Hay dos maneras de contar esta historia. La primera describe uno de esos momentos clásicos de brillantez inventiva.
En 1948, Joseph Woodland, un estudiante de posgrado del Instituto Drexel en Filadelfia, Estados Unidos, estaba dándole vueltas a una cuestión que le había planteado un comerciante local: ¿habrá alguna manera de acelerar el pago en sus tiendas automatizando el tedioso proceso de registrar la transacción?
De acuerdo con la agencia británica BBC, Woodland era un joven inteligente. Durante la guerra había trabajado en el Proyecto Manhattan, el que desarrolló la bomba atómica. Y, al otro lado del espectro, también había diseñado un sistema mejorado para tocar música de ascensor.
En una visita a sus padres en Miami Beach, se sentó en la playa a pensar, mientras jugaba distraído con la arena, dejándola caer entre sus dedos.
Cuando su mirada se posó en los surcos y crestas que su juego había dejado en la arena, se le ocurrió algo.
Así como el código Morse usa puntos y líneas para transmitir un mensaje, se podían usar líneas delgadas y gruesas para codificar información.
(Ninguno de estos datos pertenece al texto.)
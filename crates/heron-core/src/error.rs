//! Error types for Heron.
//!
//! This module provides the [`HeronError`] type, the single error type that
//! flows between the path parser, the repository adapters, the controllers and
//! user-supplied repositories.
//!
//! Errors fall into two classes:
//!
//! | Class | Categories | Meaning |
//! |---|---|---|
//! | client | `NotFound`, `BadRequest`, `MethodNotAllowed`, `Unprocessable` | the request cannot be served as written |
//! | server | `Configuration`, `Internal` | a repository or the engine is set up incorrectly, or failed |
//!
//! Errors raised by repository code (for example [`HeronError::ResourceNotFound`])
//! travel through the adapters unchanged. Failures of the invocation mechanism
//! itself are reported as [`HeronError::InvocationFault`] so they are never
//! mistaken for a legitimate "not found".

use crate::Capability;
use http::StatusCode;
use serde::{Deserialize, Serialize};
use std::collections::BTreeMap;
use thiserror::Error;

/// Result type alias using [`HeronError`].
pub type HeronResult<T> = Result<T, HeronError>;

/// Categories of errors for classification and status mapping.
#[derive(Debug, Clone, Copy, PartialEq, Eq, Hash, Serialize, Deserialize)]
#[serde(rename_all = "snake_case")]
pub enum ErrorCategory {
    /// The addressed resource, type or relationship does not exist.
    NotFound,
    /// The request path or body is malformed.
    BadRequest,
    /// No controller serves the path with this verb.
    MethodNotAllowed,
    /// A business rule rejected the request.
    Unprocessable,
    /// A repository or controller set is declared incorrectly.
    Configuration,
    /// Any other server-side failure.
    Internal,
}

impl ErrorCategory {
    /// Returns the default HTTP status code for this error category.
    #[must_use]
    pub const fn default_status_code(&self) -> StatusCode {
        match self {
            Self::NotFound => StatusCode::NOT_FOUND,
            Self::BadRequest => StatusCode::BAD_REQUEST,
            Self::MethodNotAllowed => StatusCode::METHOD_NOT_ALLOWED,
            Self::Unprocessable => StatusCode::UNPROCESSABLE_ENTITY,
            Self::Configuration | Self::Internal => StatusCode::INTERNAL_SERVER_ERROR,
        }
    }

    /// Returns `true` when the request itself is at fault.
    #[must_use]
    pub const fn is_client_error(&self) -> bool {
        !matches!(self, Self::Configuration | Self::Internal)
    }

    /// Returns the snake_case label used in logs and metrics.
    #[must_use]
    pub const fn label(&self) -> &'static str {
        match self {
            Self::NotFound => "not_found",
            Self::BadRequest => "bad_request",
            Self::MethodNotAllowed => "method_not_allowed",
            Self::Unprocessable => "unprocessable",
            Self::Configuration => "configuration",
            Self::Internal => "internal",
        }
    }
}

/// Standard error type for Heron.
///
/// # Example
///
/// ```
/// use heron_core::{ErrorCategory, HeronError};
///
/// fn load(id: &str) -> Result<(), HeronError> {
///     Err(HeronError::not_found_resource("tasks", id))
/// }
///
/// let err = load("7").unwrap_err();
/// assert_eq!(err.category(), ErrorCategory::NotFound);
/// ```
#[derive(Error, Debug)]
pub enum HeronError {
    /// The path names a resource type that is not registered.
    #[error("Unknown resource type: {resource_type}")]
    UnknownResourceType {
        /// The unresolved type name.
        resource_type: String,
    },

    /// The path names a relationship the resource type does not declare.
    #[error("Unknown relationship '{relationship}' on resource type {resource_type}")]
    UnknownRelationship {
        /// The owning resource type.
        resource_type: String,
        /// The unresolved relationship name.
        relationship: String,
    },

    /// The path does not match any supported shape.
    #[error("Malformed path '{path}': {reason}")]
    MalformedPath {
        /// The raw path.
        path: String,
        /// Why the path was rejected.
        reason: String,
    },

    /// An identifier could not be coerced to the resource's id type.
    #[error("Invalid id '{value}': expected {expected}")]
    InvalidId {
        /// The raw identifier.
        value: String,
        /// The expected id type.
        expected: String,
    },

    /// The request body is missing or does not fit the operation.
    #[error("Bad request: {message}")]
    BadRequest {
        /// Human-readable error message.
        message: String,
    },

    /// No controller accepts the path with this verb.
    #[error("Method {method} not allowed for {path}")]
    MethodNotAllowed {
        /// The request verb.
        method: String,
        /// The canonical path.
        path: String,
    },

    /// A repository reported that the addressed entity does not exist.
    #[error("Not found: {message}")]
    ResourceNotFound {
        /// Human-readable error message.
        message: String,
        /// The type of resource that was not found.
        resource_type: Option<String>,
        /// The identifier of the resource.
        resource_id: Option<String>,
    },

    /// A repository rejected the request on a business rule.
    #[error("Validation error: {message}")]
    Validation {
        /// Human-readable error message.
        message: String,
        /// Field-specific validation errors.
        #[source]
        field_errors: Option<FieldErrors>,
    },

    /// A capability was exercised that the repository does not declare.
    #[error("Repository {repository} does not declare a {capability} method")]
    CapabilityNotDeclared {
        /// The missing capability.
        capability: Capability,
        /// The repository name.
        repository: String,
    },

    /// A repository method is declared with a parameter list or return shape
    /// the adapter cannot serve.
    #[error("Invalid {capability} method on repository {repository}: {reason}")]
    InvalidHandlerMethodShape {
        /// The capability of the malformed method.
        capability: Capability,
        /// The repository name.
        repository: String,
        /// What is wrong with the declaration.
        reason: String,
    },

    /// No rule or provider could supply a declared parameter.
    #[error("Cannot resolve parameter {position} ({slot}) of {capability} on repository {repository}")]
    UnresolvedParameter {
        /// The capability being invoked.
        capability: Capability,
        /// The repository name.
        repository: String,
        /// Zero-based parameter position.
        position: usize,
        /// The declared parameter kind.
        slot: String,
    },

    /// More than one controller claims the same path and verb.
    #[error("Controllers {controllers:?} all accept {method} {path}")]
    AmbiguousController {
        /// The request verb.
        method: String,
        /// The canonical path.
        path: String,
        /// Names of the overlapping controllers.
        controllers: Vec<String>,
    },

    /// The invocation mechanism failed (argument binding or return shape).
    #[error("Invocation of {capability} on repository {repository} failed: {reason}")]
    InvocationFault {
        /// The capability being invoked.
        capability: Capability,
        /// The repository name.
        repository: String,
        /// What went wrong.
        reason: String,
    },

    /// An opaque failure raised by repository code.
    #[error("Repository failure: {message}")]
    Handler {
        /// Human-readable error message.
        message: String,
        /// The underlying error (not exposed to clients).
        #[source]
        source: anyhow::Error,
    },
}

impl HeronError {
    /// Creates an unknown resource type error.
    #[must_use]
    pub fn unknown_resource_type(resource_type: impl Into<String>) -> Self {
        Self::UnknownResourceType {
            resource_type: resource_type.into(),
        }
    }

    /// Creates an unknown relationship error.
    #[must_use]
    pub fn unknown_relationship(
        resource_type: impl Into<String>,
        relationship: impl Into<String>,
    ) -> Self {
        Self::UnknownRelationship {
            resource_type: resource_type.into(),
            relationship: relationship.into(),
        }
    }

    /// Creates a malformed path error.
    #[must_use]
    pub fn malformed_path(path: impl Into<String>, reason: impl Into<String>) -> Self {
        Self::MalformedPath {
            path: path.into(),
            reason: reason.into(),
        }
    }

    /// Creates a bad request error.
    #[must_use]
    pub fn bad_request(message: impl Into<String>) -> Self {
        Self::BadRequest {
            message: message.into(),
        }
    }

    /// Creates a not found error.
    #[must_use]
    pub fn not_found(message: impl Into<String>) -> Self {
        Self::ResourceNotFound {
            message: message.into(),
            resource_type: None,
            resource_id: None,
        }
    }

    /// Creates a not found error with resource context.
    #[must_use]
    pub fn not_found_resource(
        resource_type: impl Into<String>,
        resource_id: impl Into<String>,
    ) -> Self {
        let resource_type = resource_type.into();
        let resource_id = resource_id.into();
        Self::ResourceNotFound {
            message: format!("{resource_type} with ID '{resource_id}' not found"),
            resource_type: Some(resource_type),
            resource_id: Some(resource_id),
        }
    }

    /// Creates a validation error with a message.
    #[must_use]
    pub fn validation(message: impl Into<String>) -> Self {
        Self::Validation {
            message: message.into(),
            field_errors: None,
        }
    }

    /// Creates a validation error with field-specific errors.
    #[must_use]
    pub fn validation_with_fields(message: impl Into<String>, field_errors: FieldErrors) -> Self {
        Self::Validation {
            message: message.into(),
            field_errors: Some(field_errors),
        }
    }

    /// Wraps an opaque repository failure.
    pub fn handler(message: impl Into<String>, source: impl Into<anyhow::Error>) -> Self {
        Self::Handler {
            message: message.into(),
            source: source.into(),
        }
    }

    /// Creates an invocation fault.
    #[must_use]
    pub fn invocation_fault(
        capability: Capability,
        repository: impl Into<String>,
        reason: impl Into<String>,
    ) -> Self {
        Self::InvocationFault {
            capability,
            repository: repository.into(),
            reason: reason.into(),
        }
    }

    /// Creates an invalid handler method error.
    #[must_use]
    pub fn invalid_method_shape(
        capability: Capability,
        repository: impl Into<String>,
        reason: impl Into<String>,
    ) -> Self {
        Self::InvalidHandlerMethodShape {
            capability,
            repository: repository.into(),
            reason: reason.into(),
        }
    }

    /// Returns the error category.
    #[must_use]
    pub const fn category(&self) -> ErrorCategory {
        match self {
            Self::UnknownResourceType { .. }
            | Self::UnknownRelationship { .. }
            | Self::ResourceNotFound { .. } => ErrorCategory::NotFound,
            Self::MalformedPath { .. } | Self::InvalidId { .. } | Self::BadRequest { .. } => {
                ErrorCategory::BadRequest
            }
            Self::MethodNotAllowed { .. } => ErrorCategory::MethodNotAllowed,
            Self::Validation { .. } => ErrorCategory::Unprocessable,
            Self::CapabilityNotDeclared { .. }
            | Self::InvalidHandlerMethodShape { .. }
            | Self::UnresolvedParameter { .. }
            | Self::AmbiguousController { .. } => ErrorCategory::Configuration,
            Self::InvocationFault { .. } | Self::Handler { .. } => ErrorCategory::Internal,
        }
    }

    /// Returns the HTTP status code for this error.
    #[must_use]
    pub const fn status_code(&self) -> StatusCode {
        self.category().default_status_code()
    }

    /// Returns a machine-readable error code.
    #[must_use]
    pub const fn error_code(&self) -> &'static str {
        match self {
            Self::UnknownResourceType { .. } => "UNKNOWN_RESOURCE_TYPE",
            Self::UnknownRelationship { .. } => "UNKNOWN_RELATIONSHIP",
            Self::MalformedPath { .. } => "MALFORMED_PATH",
            Self::InvalidId { .. } => "INVALID_ID",
            Self::BadRequest { .. } => "BAD_REQUEST",
            Self::MethodNotAllowed { .. } => "METHOD_NOT_ALLOWED",
            Self::ResourceNotFound { .. } => "RESOURCE_NOT_FOUND",
            Self::Validation { .. } => "VALIDATION_ERROR",
            Self::CapabilityNotDeclared { .. } => "CAPABILITY_NOT_DECLARED",
            Self::InvalidHandlerMethodShape { .. } => "INVALID_HANDLER_METHOD",
            Self::UnresolvedParameter { .. } => "UNRESOLVED_PARAMETER",
            Self::AmbiguousController { .. } => "AMBIGUOUS_CONTROLLER",
            Self::InvocationFault { .. } => "INVOCATION_FAULT",
            Self::Handler { .. } => "INTERNAL_ERROR",
        }
    }

    /// Returns a short, human-readable summary of the problem kind.
    #[must_use]
    pub const fn title(&self) -> &'static str {
        match self {
            Self::UnknownResourceType { .. } => "Unknown resource type",
            Self::UnknownRelationship { .. } => "Unknown relationship",
            Self::MalformedPath { .. } => "Malformed path",
            Self::InvalidId { .. } => "Invalid identifier",
            Self::BadRequest { .. } => "Bad request",
            Self::MethodNotAllowed { .. } => "Method not allowed",
            Self::ResourceNotFound { .. } => "Resource not found",
            Self::Validation { .. } => "Validation failed",
            _ => "Internal server error",
        }
    }
}

/// Field-specific validation errors.
#[derive(Debug, Clone, Default, PartialEq, Eq, Serialize, Deserialize, Error)]
#[error("Field validation errors")]
pub struct FieldErrors {
    /// Map of field name to list of error messages.
    pub fields: BTreeMap<String, Vec<String>>,
}

impl FieldErrors {
    /// Creates a new empty `FieldErrors`.
    #[must_use]
    pub fn new() -> Self {
        Self::default()
    }

    /// Adds an error for a field.
    pub fn add(&mut self, field: impl Into<String>, message: impl Into<String>) {
        self.fields
            .entry(field.into())
            .or_default()
            .push(message.into());
    }

    /// Returns `true` if there are no field errors.
    #[must_use]
    pub fn is_empty(&self) -> bool {
        self.fields.is_empty()
    }

    /// Returns the number of fields with errors.
    #[must_use]
    pub fn len(&self) -> usize {
        self.fields.len()
    }
}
Una diana con rayas de cebra podía describir un producto y su precio en un código que una máquina pudiera leer.
Pero hay una segunda forma de contar la historia. Es tan importante como la primera, sólo que es mucho más seca.
En septiembre de 1969, miembros del comité de sistemas administrativos de la Asociación de Fabricantes de Productos Alimenticios se reunieron con sus equivalentes de la Asociación Nacional de Cadenas de Alimentación de Estados Unidos.
La GMA quería un código de 11 dígitos, que englobara varios tipos de etiquetas que ya estaban usando. La NAFC quería uno de 7 dígitos, que pudiera ser leído por sistemas más sencillos y baratos en la caja. No se pudieron poner de acuerdo y se fueron frustrados.
Ambas historias se hicieron realidad en junio de 1974, en la caja de pago del supermercado Marsh de la ciudad Troy en Ohio, cuando una asistente de caja de 31 años de edad llamada Sharon Buchan escaneó un paquete de goma de mascar Wrigley’s, registrando automáticamente el precio de 67 centavos de dólar.
Los amantes de la tecnología celebran con razón el momento de inspiración que tuvo Joseph Woodland cuando jugaba lánguidamente con sus dedos en la arena.
Pero el código de barras no es sólo una manera de comerciar más eficientemente; es también algo que estableció qué tipo de comercios pueden ser eficientes. Sin embargo, vale la pena recordar que esa pequeña y genial obra de ingeniería cambió la manera en la que encaja la economía mundial.